Do you need mortgage protection insurance?
Perhaps you’re looking to save as much money as possible when buying your new home and wonder whether mortgage protection is really the right choice for you. It may interest you to know that mortgage protection isn’t a legal requirement in the UK but it can offer you peace of mind to know that your mortgage is taken care of should the unexpected happen.
Take a moment to think about the future. Although none of us like to think about it, we don’t know what challenges lie ahead. Life can change quickly, and it’s good practice to have a plan in place that covers unpleasant possibilities. If you were to be seriously injured, fall critically ill or worse in the next few years, would your family be able to continue repaying the mortgage?
If you’re at all unsure about what to do, it’s well worth discussing your options with your mortgage or protection adviser.
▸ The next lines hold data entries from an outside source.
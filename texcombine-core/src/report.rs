//! Run reports.
//!
//! Summarizes what a combine run produced, for text or JSON output.

use crate::grouping::TextureSet;
use chrono::{DateTime, Utc};
use serde::{Deserialize, Serialize};
use std::path::PathBuf;

/// Outcome for one texture set
#[derive(Debug, Clone, PartialEq, Serialize, Deserialize)]
pub struct SetReport {
    pub name: String,
    pub folder: Option<PathBuf>,
    pub dimensions: Option<(u32, u32)>,
    /// Source texture name per output channel (R, G, B, A)
    pub channels: [Option<String>; 4],
    /// Written packed texture, `None` when nothing was saved
    pub output: Option<PathBuf>,
    /// Materials rebound to the packed texture
    pub materials: Vec<PathBuf>,
}

impl SetReport {
    pub fn from_set(set: &TextureSet) -> Self {
        Self {
            name: set.name.clone(),
            folder: set.folder.clone(),
            dimensions: set.dimensions,
            channels: set.input_names(),
            output: None,
            materials: Vec::new(),
        }
    }
}

/// Summary of one run
#[derive(Debug, Clone, Serialize, Deserialize)]
pub struct RunReport {
    pub started_at: DateTime<Utc>,
    pub sets: Vec<SetReport>,
}

impl RunReport {
    pub fn new() -> Self {
        Self {
            started_at: Utc::now(),
            sets: Vec::new(),
        }
    }

    pub fn packed_count(&self) -> usize {
        self.sets.iter().filter(|s| s.output.is_some()).count()
    }

    pub fn material_count(&self) -> usize {
        self.sets.iter().map(|s| s.materials.len()).sum()
    }

    pub fn to_json(&self) -> crate::Result<String> {
        Ok(serde_json::to_string_pretty(self)?)
    }

    /// Human-readable summary, one block per set.
    pub fn to_text(&self) -> String {
        let mut lines = Vec::new();
        for set in &self.sets {
            let dims = set
                .dimensions
                .map(|(w, h)| format!("{}x{}", w, h))
                .unwrap_or_else(|| "-".into());
            lines.push(format!("{} ({})", set.name, dims));
            for (label, source) in ["R", "G", "B", "A"].iter().zip(&set.channels) {
                lines.push(format!(
                    "  {}: {}",
                    label,
                    source.as_deref().unwrap_or("(default)")
                ));
            }
            if let Some(output) = &set.output {
                lines.push(format!("  -> {}", output.display()));
            }
            for material in &set.materials {
                lines.push(format!("  material: {}", material.display()));
            }
        }
        lines.push(format!(
            "{} set(s), {} packed, {} material(s) updated",
            self.sets.len(),
            self.packed_count(),
            self.material_count()
        ));
        lines.join("\n")
    }
}

impl Default for RunReport {
    fn default() -> Self {
        Self::new()
    }
}
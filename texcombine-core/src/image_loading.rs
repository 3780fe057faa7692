//! Image loading and texture metadata.
//!
//! Source textures are referenced by [`TextureRef`] (name, path and header
//! dimensions) during discovery and grouping; pixel data is only loaded into a
//! [`TextureMap`] when a set is packed.

use crate::Result;
use image::{ImageBuffer, ImageFormat, RgbaImage};
use serde::{Deserialize, Serialize};
use std::path::{Path, PathBuf};

/// Supported image extensions for folder scanning
pub const IMAGE_EXTENSIONS: &[&str] = &["png", "jpg", "jpeg", "tga"];

/// Supported image formats for loading
pub const SUPPORTED_FORMATS: &[ImageFormat] = &[ImageFormat::Png, ImageFormat::Jpeg, ImageFormat::Tga];

/// A discovered source texture (metadata only).
#[derive(Debug, Clone, PartialEq, Eq, Serialize, Deserialize)]
pub struct TextureRef {
    /// File stem, used for classification and material matching
    pub name: String,
    pub path: PathBuf,
    pub width: u32,
    pub height: u32,
}

impl TextureRef {
    /// Read the image header of `path` and build a reference to it.
    pub fn open<P: AsRef<Path>>(path: P) -> Result<Self> {
        let path = path.as_ref();
        let name = path
            .file_stem()
            .and_then(|n| n.to_str())
            .ok_or_else(|| crate::Error::Other(format!("Invalid texture name: {}", path.display())))?
            .to_string();

        let (width, height) = image::image_dimensions(path)?;
        Ok(Self {
            name,
            path: path.to_path_buf(),
            width,
            height,
        })
    }

    /// Folder containing the texture.
    pub fn folder(&self) -> Option<&Path> {
        self.path.parent()
    }
}

/// A texture with RGBA8 pixel data
#[derive(Debug, Clone)]
pub struct TextureMap {
    /// Width in pixels
    pub width: u32,
    /// Height in pixels
    pub height: u32,
    /// RGBA pixel data (4 bytes per pixel, row-major)
    pub data: Vec<u8>,
    /// Source path when loaded from file
    pub path: Option<PathBuf>,
}

impl TextureMap {
    /// Texture of `width` x `height` filled with one RGBA value.
    pub fn filled(width: u32, height: u32, rgba: [u8; 4]) -> Self {
        let pixel_count = (width as usize) * (height as usize);
        Self {
            width,
            height,
            data: rgba.repeat(pixel_count),
            path: None,
        }
    }

    /// Get pixel at (x, y) as [R, G, B, A]
    pub fn pixel(&self, x: u32, y: u32) -> Option<[u8; 4]> {
        if x >= self.width || y >= self.height {
            return None;
        }
        let i = (y as usize * self.width as usize + x as usize) * 4;
        if i + 4 > self.data.len() {
            return None;
        }
        Some([
            self.data[i],
            self.data[i + 1],
            self.data[i + 2],
            self.data[i + 3],
        ])
    }

    pub fn to_image(&self) -> Result<RgbaImage> {
        ImageBuffer::from_raw(self.width, self.height, self.data.clone())
            .ok_or_else(|| crate::Error::Other("Invalid texture dimensions".into()))
    }
}

/// Loads source texture images (PNG, JPG, TGA)
pub struct ImageLoader;

impl ImageLoader {
    /// Load an image from a file path, converting it to RGBA8
    pub fn load<P: AsRef<Path>>(path: P) -> Result<TextureMap> {
        let path = path.as_ref();
        let reader = image::ImageReader::open(path)?.with_guessed_format()?;
        let format = reader.format().unwrap_or(ImageFormat::Png);

        if !SUPPORTED_FORMATS.contains(&format) {
            return Err(crate::Error::Other(format!(
                "Unsupported format: {:?}. Use PNG, JPG, or TGA.",
                format
            )));
        }

        let rgba = reader.decode()?.to_rgba8();
        Ok(TextureMap {
            width: rgba.width(),
            height: rgba.height(),
            data: rgba.into_raw(),
            path: Some(path.to_path_buf()),
        })
    }

    /// Load the pixels behind a texture reference
    pub fn load_ref(texture: &TextureRef) -> Result<TextureMap> {
        Self::load(&texture.path)
    }

    /// True when the path has one of the supported image extensions
    pub fn has_image_extension<P: AsRef<Path>>(path: P) -> bool {
        path.as_ref()
            .extension()
            .and_then(|e| e.to_str())
            .map(|e| IMAGE_EXTENSIONS.contains(&e.to_lowercase().as_str()))
            .unwrap_or(false)
    }
}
They can show you all the alternatives that provide the level of coverage you’re looking for so you can get a better idea of what mortgage protection means for you.
Typically, options that cover payments temporarily in a few specific circumstances tend to be less expensive than those that are more flexible or fully pay off your mortgage. On top of that, decreasing cover that reduces in line with your mortgage balance also tends to be more affordable – and many people find that, once their mortgage is taken care of, their financial obligations are greatly reduced.
At the end of the day, there’s no simple answer to whether or not you should get mortgage protection insurance. It all depends on your preferences, obligations, budget and circumstances – everyone is different. But if you’re struggling to decide the right course of action, speaking to a protection adviser can help to clarify your choices and take some stress out of this busy time in your life.